On the shores of the Hudson River, where Riverside Park tapers into a strip of bike lane and busy highway, a row of glass behemoths punctuates the skyline. Rising 30 to 40 stories above street level, these towering residential condominiums are self-contained worlds of steel and glass, their backs to the city behind them. The Trump Place apartments have long been reviled for their architectural blandness and isolation from the surrounding social fabric of the neighborhood. But they will soon have a new, equally glittering neighbor that has taken on a more loaded role in the city’s architectural landscape: poster child for rampant income inequality.

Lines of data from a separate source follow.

//! Human-readable cards for resolution answers.

use std::fmt::Write;

use powerzip_core::{
    MunicipalService, NotFound, NotFoundReason, Outcome, ReferenceData, Remediation,
    ResolutionResult, ServicePointDetails, SourceConflict, TableIssue,
};
use serde::Serialize;

/// Answer for a ZIP outside Texas, shaped like the other not-found outcomes.
#[derive(Debug, Serialize)]
pub struct OutsideTexas {
    outcome: &'static str,
    zip: String,
    reason: NotFoundReason,
    remediation: Remediation,
    message: &'static str,
}

impl OutsideTexas {
    pub fn new(zip: &str) -> Self {
        let reason = NotFoundReason::OutsideTexas;
        Self {
            outcome: "not_found",
            zip: zip.to_string(),
            reason,
            remediation: reason.remediation(),
            message: reason.message(),
        }
    }
}

#[derive(Debug, Serialize)]
pub struct Audit {
    pub issues: Vec<TableIssue>,
    pub conflicts: Vec<SourceConflict>,
}

impl Audit {
    pub fn of(data: &ReferenceData) -> Self {
        Self {
            issues: data.validate(),
            conflicts: data.conflicts(),
        }
    }
}

// ── Public API ──

pub fn print_outcome(outcome: &Outcome) {
    print!("{}", render_outcome(outcome));
}

pub fn print_result(result: &ResolutionResult) {
    print!("{}", render_result(result));
}

pub fn print_lookup(zip: &str, result: Option<&ResolutionResult>) {
    match result {
        Some(r) => print_result(r),
        None => println!("=== {zip} ===\nNo utility found.\n"),
    }
}

pub fn print_outside_texas(answer: &OutsideTexas) {
    println!("=== {} ===", answer.zip);
    println!("{}", answer.message);
    println!("  {:<14} {}", "next step", remediation_label(answer.remediation));
    println!();
}

pub fn print_details(details: &ServicePointDetails) {
    print!("{}", render_details(details));
}

pub fn print_audit(audit: &Audit) {
    print!("{}", render_audit(audit));
}

// ── Rendering ──

fn render_outcome(outcome: &Outcome) -> String {
    match outcome {
        Outcome::Resolved(r) => render_result(r),
        Outcome::Municipal(m) => render_municipal(m),
        Outcome::NotFound(n) => render_not_found(n),
    }
}

fn render_result(r: &ResolutionResult) -> String {
    let mut out = String::new();
    let _ = writeln!(out, "=== {} ===", r.zip);
    let _ = writeln!(out, "{}", r.utility.name());
    let _ = writeln!(out);
    row(&mut out, "utility", &r.utility.to_string());
    row(&mut out, "duns", r.utility.id());
    row(&mut out, "zone", &r.utility.zone().to_string());
    row(&mut out, "method", &r.method.to_string());
    row(&mut out, "confidence", &r.confidence.to_string());
    if r.cached {
        row(&mut out, "cached", "yes");
    }
    if let Some(sp) = &r.service_point {
        row(&mut out, "service point", &format!("{} ({})", sp.id, sp.address));
    }
    if !r.alternatives.is_empty() {
        let _ = writeln!(out);
        let _ = writeln!(out, "Alternatives");
        for alt in &r.alternatives {
            let _ = writeln!(out, "  - {}: {}", alt.utility, alt.reason);
        }
    }
    if r.address_would_help() {
        let _ = writeln!(out);
        let _ = writeln!(out, "This ZIP spans more than one utility. Add --address to confirm.");
    }
    let _ = writeln!(out);
    out
}

fn render_municipal(m: &MunicipalService) -> String {
    let mut out = String::new();
    let _ = writeln!(out, "=== {} ===", m.zip);
    let _ = writeln!(out, "{} (municipal, no retail choice)", m.utility);
    let _ = writeln!(out);
    row(&mut out, "city", &m.city);
    let _ = writeln!(out);
    out
}

fn render_not_found(n: &NotFound) -> String {
    let mut out = String::new();
    let _ = writeln!(out, "=== {} ===", n.zip);
    let _ = writeln!(out, "{}", n.message);
    let _ = writeln!(out);
    row(&mut out, "next step", remediation_label(n.remediation));
    if !n.attempted.is_empty() {
        let tried: Vec<String> = n.attempted.iter().map(ToString::to_string).collect();
        row(&mut out, "tried", &tried.join(", "));
    }
    for failure in &n.failures {
        row(&mut out, "failure", failure);
    }
    let _ = writeln!(out);
    out
}

fn render_details(d: &ServicePointDetails) -> String {
    let m = &d.matched;
    let mut out = String::new();
    let _ = writeln!(out, "=== {} ===", m.service_point_id);
    let _ = writeln!(out, "{}, {}, {} {}", m.address, m.city, m.state, m.zip);
    let _ = writeln!(out);
    row(&mut out, "utility", &m.utility.to_string());
    for (label, value) in [
        ("county", &m.county),
        ("premise type", &d.premise_type),
        ("meter type", &d.meter_type),
        ("status", &d.status),
    ] {
        if let Some(v) = value {
            row(&mut out, label, v);
        }
    }
    let _ = writeln!(out);
    out
}

fn render_audit(audit: &Audit) -> String {
    let mut out = String::new();
    if audit.issues.is_empty() {
        let _ = writeln!(out, "Reference tables: no invariant violations");
    } else {
        let _ = writeln!(out, "Invariant violations ({})", audit.issues.len());
        for issue in &audit.issues {
            let _ = writeln!(out, "  - {issue}");
        }
    }
    if !audit.conflicts.is_empty() {
        let _ = writeln!(out);
        let _ = writeln!(out, "Source conflicts ({})", audit.conflicts.len());
        for c in &audit.conflicts {
            let _ = writeln!(
                out,
                "  - {}: tables say {}, {} range says {}",
                c.zip, c.mapped, c.region, c.pattern
            );
        }
    }
    out
}

// ── Helpers ──

fn row(out: &mut String, label: &str, value: &str) {
    let _ = writeln!(out, "  {label:<14} {value}");
}

fn remediation_label(remediation: Remediation) -> &'static str {
    match remediation {
        Remediation::Redirect => "redirect (outside Texas)",
        Remediation::RetryWithAddress => "retry with a street address",
        Remediation::ContactSupport => "contact support",
    }
}

#[cfg(test)]
mod tests {
    use super::*;
    use powerzip_core::{Alternative, Confidence, Method, StrategyKind, Tdsp, ZipCode};

    fn zip(s: &str) -> ZipCode {
        ZipCode::parse(s).unwrap()
    }

    #[test]
    fn result_card_lists_alternatives() {
        let r = ResolutionResult::new(
            zip("77573"),
            Tdsp::Tnmp,
            Method::BoundaryPrimary,
            Confidence::Medium,
        )
        .with_alternatives(vec![Alternative::new(
            Tdsp::CenterPoint,
            "Serves part of 77573",
        )]);
        let card = render_result(&r);
        assert!(card.starts_with("=== 77573 ===\n"));
        assert!(card.contains("boundary_primary"));
        assert!(card.contains("  - CenterPoint: Serves part of 77573"));
        assert!(card.contains("Add --address"));
    }

    #[test]
    fn high_confidence_card_has_no_hint() {
        let r = ResolutionResult::new(
            zip("75205"),
            Tdsp::Oncor,
            Method::DirectMapping,
            Confidence::High,
        );
        let card = render_result(&r);
        assert!(card.contains("high"));
        assert!(!card.contains("Alternatives"));
        assert!(!card.contains("--address"));
    }

    #[test]
    fn not_found_card_names_next_step() {
        let n = NotFound::new(
            zip("76301"),
            NotFoundReason::NoData,
            vec![StrategyKind::Static, StrategyKind::Pattern],
            Vec::new(),
        );
        let card = render_outcome(&Outcome::NotFound(n));
        assert!(card.contains("contact support"));
        assert!(card.contains("static, pattern"));
    }

    #[test]
    fn outside_texas_serializes_as_not_found() {
        let json = serde_json::to_value(OutsideTexas::new("80202")).unwrap();
        assert_eq!(json["outcome"], "not_found");
        assert_eq!(json["reason"], "outside_texas");
        assert_eq!(json["remediation"], "redirect");
    }

    #[test]
    fn builtin_audit_reports_conflicts() {
        let audit = Audit::of(&ReferenceData::builtin());
        assert!(audit.issues.is_empty());
        let text = render_audit(&audit);
        assert!(text.contains("no invariant violations"));
        assert!(text.contains("77573"));
    }
}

Last fall, the Extell Development Company received approval from the city to construct a 33-floor luxury condo with two separate entrances: one for residents paying market rate for their riverfront views, and another for affordable housing tenants. Housing advocates, outraged locals and city councilmembers have pointed to the development as a prime example of how New York City prioritizes the interests of its wealthier residents, relegating those in need of affordable housing to the status of “second-class citizens.” Assemblymember Linda Rosenthalsaid the poor door was a “separate but equal arrangement” that “has no place in the 21st century.” Public Advocate Letitia James called it “segregation.” And New York Magazineproclaimed that with the construction of 40 Riverside, the city “moved just a little closer to all-out class warfare.”

Extell’s development is part of New York City’s inclusionary housing program, under which developers set aside 20% of apartment units for low-income tenants in exchange for incentives including cheap financing, significant tax breaks and permission to build 33% more square footage than would otherwise be allowed. The affordable units can either be scattered throughout the project (onsite) or located within the same community district (offsite). In the case of 40 Riverside Boulevard, the building where the affordable units are housed is immediately adjacent to the market-rate tower. But this still technically qualifies as offsite, meaning that constructing two separate entrances is perfectly legal, just one of the many creative ways developers have managed to undermine the inclusionary intention of the program. 

New York City lawmakers are taking steps to correct this loophole and prevent the implementation of similar “separate but equal” policies in developments currently under construction. Gale Brewer, the Manhattan Borough president, has promised to reject plans for future developments that have separate entrances. And a cohort of elected officials on the Upper West Side, where 40 Riverside is located, wrote to the heads of New York’s Department of Housing Preservation and Development urging them to change the zoning resolution’s language. As Helen Rosenthal, a councilmember from the Sixth District and one of the lead authors of the letter, said in a phone interview, “It’s a question of fundamental dignity and human rights that people should be able to walk through the same door to get to their homes.”

Their efforts are laudable, and in keeping with the spirit of Mayor de Blasio’s campaign promise to loosen the Dickensian economic strictures that define life in this most unequal of cities. But, like the outpouring of articles condemning the poor door, they don’t address the root causes of our national affordable housing crisis or confront the profound difficulties of finding a reasonably priced place to live in our most populous urban centers. In his column this week, the New York Times’ Paul Krugman argues that affordable housing is the key to job creation and regional growth—which explains why people are moving out of the prohibitively expensive Northeast to locations further south. But as Krugman warns,

“In a fundamental sense, they’re moving the wrong way, leaving local economies where their productivity is high for destinations where it’s lower. And the way to make the country richer is to encourage them to move back, by making housing in dense, high-wage metropolitan areas more affordable.”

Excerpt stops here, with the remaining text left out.